The bridges and avenues leading up to the venue were closed to traffic and lined with police vans back to back, while the helicopters were in the air again. All taxi and bus services in the city centre had been stopped, as had the metro line where it coincided with the papal route, in case of underground bombs. As he strolled in the shade of the pine trees, Cámara could sense, rather than see, the marksmen crouching on the rooftops. His old friend Beltrán, the best shooter in the force and the man who had saved his life only a year before, had mentioned being roped in for security duty. Back in the Jefatura, staff levels were below the supposed minimum, while the other police stations around the city were standing practically empty. After the incident with Ballester, no chances were being taken, and only Maldonado and his immediate team were spared from ‘Pope duty'.

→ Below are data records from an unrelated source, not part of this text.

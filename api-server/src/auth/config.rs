use crate::auth::{AuthError, AuthResult};

pub const DEFAULT_TOKEN_TTL_SECS: i64 = 24 * 60 * 60;
pub const DEFAULT_HASH_ROUNDS: u32 = 10;
pub const DEFAULT_HASH_MEMORY_KIB: u32 = 19 * 1024;

/// Authentication configuration loaded from environment variables.
#[derive(Debug, Clone)]
pub struct AuthConfig {
    pub jwt_secret: String,
    pub token_ttl_secs: i64,
    pub hash_rounds: u32,
    pub hash_memory_kib: u32,
}

impl AuthConfig {
    pub fn from_env() -> AuthResult<Self> {
        let jwt_secret = std::env::var("JWT_SECRET")
            .ok()
            .filter(|value| !value.trim().is_empty())
            .ok_or_else(|| AuthError::Config("JWT_SECRET is required".into()))?;
        let token_ttl_secs = std::env::var("JWT_TTL_SECS")
            .ok()
            .and_then(|v| v.parse::<i64>().ok())
            .unwrap_or(DEFAULT_TOKEN_TTL_SECS);
        let hash_rounds = std::env::var("PASSWORD_HASH_ROUNDS")
            .ok()
            .and_then(|v| v.parse::<u32>().ok())
            .unwrap_or(DEFAULT_HASH_ROUNDS);
        let hash_memory_kib = std::env::var("PASSWORD_HASH_MEMORY_KIB")
            .ok()
            .and_then(|v| v.parse::<u32>().ok())
            .unwrap_or(DEFAULT_HASH_MEMORY_KIB);

        Ok(Self {
            jwt_secret,
            token_ttl_secs,
            hash_rounds,
            hash_memory_kib,
        })
    }

    /// Settings for tests: known secret, cheap hashing.
    pub fn for_tests(secret: &str) -> Self {
        Self {
            jwt_secret: secret.to_string(),
            token_ttl_secs: DEFAULT_TOKEN_TTL_SECS,
            hash_rounds: 1,
            hash_memory_kib: 1024,
        }
    }
}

Already the voices of dissent were making themselves heard: 15 million euros had been spent on security and they still hadn't prevented that morning's attack. Far better to use the money on hospitals or schools than on some old man who couldn't be trusted to look after himself. Around the city, people protesting at the Pope's visit were leaning out of their windows and banging pots and pans as loudly as they could.

Others more commercially minded, meanwhile, were happily using his trip to make some extra money: flats with balconies near where the Pope was going to speak were being rented out for the day, and wealthier members of the faithful were paying up to 18,000 euros to watch, a safe distance from their sweaty, less affluent fellow believers below.

Coming out from the shade of the trees, Cámara walked past a kilometre-long line of grey plastic portable toilets before crossing a bridge and descending into the old river bed itself, once the home of the unpredictable waters of the Turia and now an arch of parkland around the city centre. Wending his way through the multitude, almost all wearing yellow-and-white caps and sipping bottles of water handed out for free by Town Hall and Church volunteers, he used his police badge to cross the various checkpoints designed not only to protect the Pope, but to separate the audience into categories of ‘ordinary', ‘special' and ‘very special'. Cámara was looking for the ‘very special' section.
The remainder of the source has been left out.